### Task description
What lines in the entries hold the string "sqlx"? List them.

***** Data excerpts

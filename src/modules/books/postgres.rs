use async_trait::async_trait;
use bookshelf_db::StoreError;
use sqlx::PgPool;

use super::models::{Book, NewBook};
use super::store::BookStore;

/// Book store backed by the Postgres `books` table.
#[derive(Debug, Clone)]
pub struct PgBookStore {
    pool: PgPool,
}

impl PgBookStore {
    pub fn new(pool: PgPool) -> Self {
        Self { pool }
    }
}

#[async_trait]
impl BookStore for PgBookStore {
    async fn ping(&self) -> Result<(), StoreError> {
        bookshelf_db::ping(&self.pool).await
    }

    async fn list(&self) -> Result<Vec<Book>, StoreError> {
        let books = sqlx::query_as::<_, Book>("SELECT id, title, author, year FROM books")
            .fetch_all(&self.pool)
            .await?;
        Ok(books)
    }

    async fn get(&self, id: i32) -> Result<Option<Book>, StoreError> {
        let book =
            sqlx::query_as::<_, Book>("SELECT id, title, author, year FROM books WHERE id = $1")
                .bind(id)
                .fetch_optional(&self.pool)
                .await?;
        Ok(book)
    }

    async fn create(&self, book: &NewBook) -> Result<i32, StoreError> {
        let id = sqlx::query_scalar::<_, i32>(
            "INSERT INTO books (title, author, year) VALUES ($1, $2, $3) RETURNING id",
        )
        .bind(&book.title)
        .bind(&book.author)
        .bind(&book.year)
        .fetch_one(&self.pool)
        .await?;
        Ok(id)
    }

    async fn update(&self, book: &Book) -> Result<u64, StoreError> {
        let result =
            sqlx::query("UPDATE books SET title = $1, author = $2, year = $3 WHERE id = $4")
                .bind(&book.title)
                .bind(&book.author)
                .bind(&book.year)
                .bind(book.id)
                .execute(&self.pool)
                .await?;
        Ok(result.rows_affected())
    }

    async fn delete(&self, id: i32) -> Result<u64, StoreError> {
        let result = sqlx::query("DELETE FROM books WHERE id = $1")
            .bind(id)
            .execute(&self.pool)
            .await?;
        Ok(result.rows_affected())
    }

    async fn close(&self) {
        self.pool.close().await;
    }
}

**********

### Solved problem
use sqlx::PgPool;
        let books = sqlx::query_as::<_, Book>("SELECT id, title, author, year FROM books")
            sqlx::query_as::<_, Book>("SELECT id, title, author, year FROM books WHERE id = $1")
        let id = sqlx::query_scalar::<_, i32>(
            sqlx::query("UPDATE books SET title = $1, author = $2, year = $3 WHERE id = $4")
        let result = sqlx::query("DELETE FROM books WHERE id = $1")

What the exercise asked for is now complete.